As talk of a recession continues to build, social media trends like deinfluencing help us understand how popular culture navigates economic downturns.

The rise of the recessionista

Economic recessions have always had a major impact on popular culture. The jobs lost during the 2007-08 global financial crisis helped pave the way for today’s influencer industry. Fashion bloggers grew in popularity during this time.

Unemployed media workers and younger creatives wanting to break into the industry turned to web blogging — and eventually, new social media platforms like YouTube and Instagram — to post fashion, beauty and lifestyle content.

Early 2000s pop culture was defined by excess, with shoppers spending on goods like designer “it bags.” When the recession hit, shoppers were blamed for bringing about the economic downturn, mainly for spending beyond their means. In order to pay for these purchases, consumers were taking on more household and mortgage debt, which became contributing factors.

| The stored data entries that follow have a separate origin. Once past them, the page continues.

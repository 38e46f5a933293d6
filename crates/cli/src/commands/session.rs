//! Interactive cart session.
//!
//! Reads one command per line from stdin:
//!
//! ```text
//! add <id> <price> <name...>
//! remove <id>
//! summary
//! checkout
//! quit
//! ```

// Terminal rendering is this module's job
#![allow(clippy::print_stdout, clippy::print_stderr)]

use tokio::io::{AsyncBufReadExt, BufReader};

use cartlab_checkout::{CartController, CartEvent, CartPresenter, PaymentGateway};
use cartlab_core::format_currency;

/// Presenter that renders to the terminal.
pub struct TerminalPresenter;

impl CartPresenter for TerminalPresenter {
    fn render_summary(&self, item_count: usize, subtotal: f64) {
        println!("{item_count} item(s) in cart, subtotal {}", format_currency(subtotal));
    }

    fn set_busy(&self, busy: bool) {
        if busy {
            println!("Processing payment...");
        }
    }

    fn show_success(&self, message: &str) {
        println!("{message}");
    }

    fn show_error(&self, message: &str) {
        eprintln!("{message}");
    }
}

/// A parsed session command.
#[derive(Debug, Clone, PartialEq, Eq)]
enum SessionCommand {
    Event(CartEvent),
    Summary,
    Quit,
}

/// Parse one input line into a session command.
///
/// Returns a usage message for lines that do not parse. Blank lines yield
/// no command at all.
fn parse_command(line: &str) -> Option<Result<SessionCommand, String>> {
    let mut words = line.split_whitespace();
    let keyword = words.next()?;

    let parsed = match keyword {
        "add" => {
            let id = words.next();
            let price = words.next();
            let name = words.collect::<Vec<_>>().join(" ");
            match (id, price) {
                (Some(id), Some(price)) if !name.is_empty() => {
                    Ok(SessionCommand::Event(CartEvent::SubmitItem {
                        id: id.to_owned(),
                        name,
                        price: price.to_owned(),
                    }))
                }
                _ => Err("usage: add <id> <price> <name...>".to_owned()),
            }
        }
        "remove" => match words.next() {
            Some(id) => Ok(SessionCommand::Event(CartEvent::RemoveItem {
                id: id.to_owned(),
            })),
            None => Err("usage: remove <id>".to_owned()),
        },
        "checkout" => Ok(SessionCommand::Event(CartEvent::CheckoutRequested)),
        "summary" => Ok(SessionCommand::Summary),
        "quit" | "exit" => Ok(SessionCommand::Quit),
        other => Err(format!("unknown command: {other}")),
    };

    Some(parsed)
}

/// Run the interactive session until `quit` or end of input.
///
/// # Errors
///
/// Returns an error if reading stdin fails.
pub async fn run(gateway: PaymentGateway) -> Result<(), std::io::Error> {
    let mut controller = CartController::new(gateway, TerminalPresenter);

    println!("cartlab session - add <id> <price> <name...>, remove <id>, summary, checkout, quit");

    let mut lines = BufReader::new(tokio::io::stdin()).lines();
    while let Some(line) = lines.next_line().await? {
        match parse_command(&line) {
            Some(Ok(SessionCommand::Event(event))) => controller.handle(event).await,
            Some(Ok(SessionCommand::Summary)) => {
                let cart = controller.cart();
                println!(
                    "{} item(s) in cart, subtotal {}",
                    cart.item_count(),
                    format_currency(cart.total_amount())
                );
            }
            Some(Ok(SessionCommand::Quit)) => break,
            Some(Err(usage)) => eprintln!("{usage}"),
            None => {}
        }
    }

    Ok(())
}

The “recessionista” emerged as a popular trope in fashion blogs. Recessionistas were savvy, mainly female consumers who spent hours shopping at discount chains like TJ Maxx to find good deals on fashionable purchases.

They taught their online followers how to spend money efficiently and avoid overpriced designer goods. Recessionistas became coded as productive consumers. Almost 20 years later, the recessionista has re-emerged, this time as the deinfluencer on TikTok.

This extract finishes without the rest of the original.